Exercise brief ▸
Type every record exactly as it appears.

(Supplied information begins)

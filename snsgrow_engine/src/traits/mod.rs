//! # Backend contracts
//!
//! The engine APIs are generic over the storage backend and the upstream fulfilment provider. This module defines the
//! contracts those collaborators must honour.
//!
//! * [`OrderManagement`] stores orders together with their status history and audit log. Every state change goes
//!   through [`OrderManagement::record_order_change`], which must be atomic.
//! * [`ServiceCatalog`] caches the provider's service list.
//! * [`FulfillmentProvider`] is the upstream panel that actually delivers orders.
mod data_objects;
mod fulfillment_provider;
mod order_management;
mod service_catalog;

pub use data_objects::OrderUpdate;
pub use fulfillment_provider::{
    FulfillmentError,
    FulfillmentProvider,
    FulfillmentReceipt,
    FulfillmentRequest,
    ProviderBalance,
    ProviderOrderStatus,
    ProviderServiceInfo,
};
pub use order_management::{OrderFlowError, OrderManagement};
pub use service_catalog::{CatalogError, ServiceCatalog};
/// Implements the std arithmetic operator traits for single-field tuple newtypes.
///
/// ```rust,ignore
/// op!(binary Price, Add, add);
/// op!(inplace Price, AddAssign, add_assign);
/// op!(unary Price, Neg, neg);
/// ```
#[macro_export]
macro_rules! op {
    (binary $type:ty, $trait:ident, $fn:ident) => {
        impl std::ops::$trait for $type {
            type Output = Self;

            fn $fn(self, rhs: Self) -> Self::Output {
                Self(std::ops::$trait::$fn(self.0, rhs.0))
            }
        }
    };
    (inplace $type:ty, $trait:ident, $fn:ident) => {
        impl std::ops::$trait for $type {
            fn $fn(&mut self, rhs: Self) {
                std::ops::$trait::$fn(&mut self.0, rhs.0)
            }
        }
    };
    (unary $type:ty, $trait:ident, $fn:ident) => {
        impl std::ops::$trait for $type {
            type Output = Self;

            fn $fn(self) -> Self::Output {
                Self(std::ops::$trait::$fn(self.0))
            }
        }
    };
}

(Supplied information ends)

Solution for this task ▸
filename snsgrow_engine/src/traits/mod.rs
//! # Backend contracts
//!
//! The engine APIs are generic over the storage backend and the upstream fulfilment provider. This module defines the
//! contracts those collaborators must honour.
//!
//! * [`OrderManagement`] stores orders together with their status history and audit log. Every state change goes
//!   through [`OrderManagement::record_order_change`], which must be atomic.
//! * [`ServiceCatalog`] caches the provider's service list.
//! * [`FulfillmentProvider`] is the upstream panel that actually delivers orders.
mod data_objects;
mod fulfillment_provider;
mod order_management;
mod service_catalog;

pub use data_objects::OrderUpdate;
pub use fulfillment_provider::{
    FulfillmentError,
    FulfillmentProvider,
    FulfillmentReceipt,
    FulfillmentRequest,
    ProviderBalance,
    ProviderOrderStatus,
    ProviderServiceInfo,
};
pub use order_management::{OrderFlowError, OrderManagement};
pub use service_catalog::{CatalogError, ServiceCatalog};
/// Implements the std arithmetic operator traits for single-field tuple newtypes.
///
/// ```rust,ignore
/// op!(binary Price, Add, add);
/// op!(inplace Price, AddAssign, add_assign);
/// op!(unary Price, Neg, neg);
/// ```
#[macro_export]
macro_rules! op {
    (binary $type:ty, $trait:ident, $fn:ident) => {
        impl std::ops::$trait for $type {
            type Output = Self;

            fn $fn(self, rhs: Self) -> Self::Output {
                Self(std::ops::$trait::$fn(self.0, rhs.0))
            }
        }
    };
    (inplace $type:ty, $trait:ident, $fn:ident) => {
        impl std::ops::$trait for $type {
            fn $fn(&mut self, rhs: Self) {
                std::ops::$trait::$fn(&mut self.0, rhs.0)
            }
        }
    };
    (unary $type:ty, $trait:ident, $fn:ident) => {
        impl std::ops::$trait for $type {
            type Output = Self;

            fn $fn(self) -> Self::Output {
                Self(std::ops::$trait::$fn(self.0))
            }
        }
    };
}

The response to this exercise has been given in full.